Contractors working in ADGM carry statutory property obligations that sit alongside and independent of their construction contracts. Section 83 imposes strict liability for destabilising adjacent structures. Implied easements automatically bind service routes. Party-wall cross-easements arise by operation of law. Ignoring these is a fast path to litigation.
1. Support of property — strict liability
Section 83 is uncompromising: any person who excavates or develops land in a way that adversely affects the stability of adjoining property or structures is liable to any person who suffers loss as a result. This is strict liability — there is no fault threshold. Conducting the works carefully, following all engineering standards, and complying with the construction contract does not provide a defence if the works in fact caused instability.
The liability extends to buildings, structures, and land — not just the immediately adjacent lot. If a Reem Island tower excavation causes settlement damage to a structure two lots away, section 83 exposure exists.
2. Implied service easements — know what runs through the site
Sections 84 and 85 automatically imply service easements across all lots in a development. Water, electricity, telephone, drainage, gas, and sewerage services have implied easement rights — without any registration, without any express grant. If the subdivision plan shows service infrastructure running through your construction site, those easements exist and bind you as a person dealing with that land.
Damaging service infrastructure during construction, even inadvertently, triggers the contractor's liability to repair the damage caused in the process of using the easement. (s.84(3)) The indemnification obligation under section 85(7) requires the party exercising an easement right to indemnify the burdened party for losses caused — unless those losses resulted from the burdened party's own gross negligence.
3. Party walls
Section 93 creates automatic cross-easements in party walls. Each side of a party wall is entitled to support from the whole wall. This means:
- Neither owner can demolish or materially weaken their half of a party wall without the other's consent
- Excavation works that undermine the party wall foundation engage both s.83 (support of property) and s.93 (party wall easement)

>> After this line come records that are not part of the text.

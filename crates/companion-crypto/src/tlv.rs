//! TLV8 encoding/decoding for the `_pd` pairing payload.
//!
//! TLV8 format: [Type: 1 byte][Length: 1 byte][Value: 0-255 bytes]
//! Values longer than 255 bytes are fragmented across multiple TLVs.

use companion_core::error::{DecodeError, ProtocolError};
use std::collections::HashMap;

/// TLV type constants shared with device firmware.
#[derive(Debug, Clone, Copy, PartialEq, Eq, Hash)]
#[repr(u8)]
pub enum TlvType {
    Method = 0x00,
    Identifier = 0x01,
    Salt = 0x02,
    PublicKey = 0x03,
    Proof = 0x04,
    EncryptedData = 0x05,
    /// Sequence number of the pairing message (M1..M6).
    State = 0x06,
    Error = 0x07,
    /// Back-off delay requested by the device.
    RetryDelay = 0x08,
    Signature = 0x0A,
}

/// Parsed TLV8 message.
#[derive(Debug, Clone, Default, PartialEq, Eq)]
pub struct Tlv8 {
    items: HashMap<u8, Vec<u8>>,
}

impl Tlv8 {
    /// Create empty TLV8 message.
    pub fn new() -> Self {
        Self::default()
    }

    /// Parse TLV8 from bytes.
    ///
    /// Handles fragmented values (values > 255 bytes split across multiple TLVs).
    /// Consecutive TLVs with the same type are concatenated.
    pub fn parse(data: &[u8]) -> Result<Self, DecodeError> {
        let mut items: HashMap<u8, Vec<u8>> = HashMap::new();
        let mut i = 0;
        let mut last_type: Option<u8> = None;

        while i < data.len() {
            if i + 2 > data.len() {
                return Err(DecodeError::Tlv("truncated header".to_string()));
            }

            let typ = data[i];
            let len = data[i + 1] as usize;
            i += 2;

            if i + len > data.len() {
                return Err(DecodeError::Tlv(format!(
                    "truncated value (expected {} bytes, got {})",
                    len,
                    data.len() - i
                )));
            }

            let value = &data[i..i + len];
            i += len;

            if Some(typ) == last_type {
                if let Some(existing) = items.get_mut(&typ) {
                    existing.extend_from_slice(value);
                }
            } else {
                items
                    .entry(typ)
                    .or_insert_with(Vec::new)
                    .extend_from_slice(value);
            }

            last_type = Some(typ);
        }

        Ok(Self { items })
    }

    /// Encode to bytes, ordered by type.
    pub fn encode(&self) -> Vec<u8> {
        let mut result = Vec::new();

        let mut types: Vec<_> = self.items.keys().collect();
        types.sort();

        for typ in types {
            let value = &self.items[typ];

            if value.is_empty() {
                result.push(*typ);
                result.push(0);
            } else {
                for chunk in value.chunks(255) {
                    result.push(*typ);
                    result.push(chunk.len() as u8);
                    result.extend_from_slice(chunk);
                }
            }
        }

        result
    }

    /// Get value for type.
    pub fn get(&self, typ: TlvType) -> Option<&[u8]> {
        self.items.get(&(typ as u8)).map(|v| v.as_slice())
    }

    /// Get value for type, failing when absent.
    pub fn require(&self, typ: TlvType) -> Result<&[u8], ProtocolError> {
        self.get(typ).ok_or(ProtocolError::MissingTlv(typ as u8))
    }

    /// Get value for raw type.
    pub fn get_raw(&self, typ: u8) -> Option<&[u8]> {
        self.items.get(&typ).map(|v| v.as_slice())
    }

    /// Set value for type.
    pub fn set(&mut self, typ: TlvType, value: impl Into<Vec<u8>>) {
        self.items.insert(typ as u8, value.into());
    }

    /// Builder-style `set`.
    pub fn with(mut self, typ: TlvType, value: impl Into<Vec<u8>>) -> Self {
        self.set(typ, value);
        self
    }

    /// Check if type is present.
    pub fn contains(&self, typ: TlvType) -> bool {
        self.items.contains_key(&(typ as u8))
    }

    pub fn is_empty(&self) -> bool {
        self.items.is_empty()
    }

    /// Get state (sequence number) value.
    pub fn state(&self) -> Option<u8> {
        self.get(TlvType::State).and_then(|v| v.first().copied())
    }

    /// Get error value (single byte).
    pub fn error(&self) -> Option<u8> {
        self.get(TlvType::Error).and_then(|v| v.first().copied())
    }

    /// Get retry delay value in seconds.
    /// The value is little-endian encoded (1-2 bytes).
    pub fn retry_delay(&self) -> Option<u16> {
        self.get(TlvType::RetryDelay).map(|v| match v.len() {
            0 => 0,
            1 => v[0] as u16,
            _ => u16::from_le_bytes([v[0], v[1]]),
        })
    }

    /// Get error description string.
    pub fn error_description(&self) -> Option<String> {
        let error_code = self.error()?;
        let error_name = match error_code {
            0x01 => "Unknown",
            0x02 => "Authentication",
            0x03 => "Backoff (rate limited)",
            0x04 => "MaxPeers",
            0x05 => "MaxTries",
            0x06 => "Unavailable",
            0x07 => "Busy",
            _ => "Unknown error code",
        };

        let mut desc = format!("Error 0x{:02x}: {}", error_code, error_name);

        if let Some(delay) = self.retry_delay() {
            if delay > 0 {
                desc.push_str(&format!(" (retry after {} seconds)", delay));
            }
        }

        Some(desc)
    }
}

impl TlvType {
    /// Convert from raw byte.
    pub fn from_byte(b: u8) -> Option<Self> {
        match b {
            0x00 => Some(Self::Method),
            0x01 => Some(Self::Identifier),
            0x02 => Some(Self::Salt),
            0x03 => Some(Self::PublicKey),
            0x04 => Some(Self::Proof),
            0x05 => Some(Self::EncryptedData),
            0x06 => Some(Self::State),
            0x07 => Some(Self::Error),
            0x08 => Some(Self::RetryDelay),
            0x0A => Some(Self::Signature),
            _ => None,
        }
    }
}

- Both parties have an interest in the structural integrity of the whole wall — not just their half
- Any works affecting party walls should be preceded by structural assessment and mutual notification
4. Registering new easements before commencing
If construction requires access across a neighbouring lot — a construction haul road, a crane swing path, a temporary service diversion — a new easement must be registered before works begin. (s.86) The registration requires an instrument signed by grantor and grantee and a plan of survey identifying the easement area. (s.87(1)(b))
If the neighbour refuses to grant a necessary easement, section 94 allows a Court application for a compulsory access easement. Requirements: the access must be reasonably necessary for the use or development of the applicant's land, and the grant must be in the public interest. The Court will also award compensation to the burdened owner.
5. Pre-construction due diligence checklist
- Title search all adjoining lots (s.151) — map registered easements and covenants that affect the site and neighbours
- Identify all service infrastructure in the subdivision plan — trace every implied easement route
- Commission pre-condition structural survey of all adjoining buildings — document in full
- Register any new access or temporary easements needed (s.86) before mobilising
- Serve written notice on all neighbours whose land will be accessed under s.84(3)
- Prepare engineer-signed method statements for all excavation works
- Obtain party-wall insurance and third-party property damage insurance
- Verify building completion definition (s.31) — plan name registration (s.32) within 30 days of completion
- Confirm all instruments in English (s.11(4)) — certified translations if Arabic originals
6. Liability matrix
| Trigger | Section | Liable party | Exposure |
|---|---|---|---|
| Excavation destabilises adjacent building | s.83 | Contractor / developer | Full loss to adjacent owner — no fault defence |
| Service infrastructure damaged during works | s.84(3) | Contractor exercising easement | Cost of repair caused by the exercise |
| Easement exercise causes loss to burdened owner | s.85(7) | Contractor exercising easement | Indemnify burdened party (unless their gross negligence) |
| Successor-in-title for easement repair cost | s.95 | Current owner / occupier | Bound for duration of ownership |
| Party wall damage | s.93 | Party causing damage | Repair + consequential loss |
7. Defects and building completion
The RPR 2024 imposes no statutory defects liability period — construction contracts govern. Building completion under section 31 means substantial completion plus all required permits. This triggers the 30-day window for building name registration under section 32(1). A building completed before 1 October 2024 had 30 days from the date of publication of the Regulations to register its name.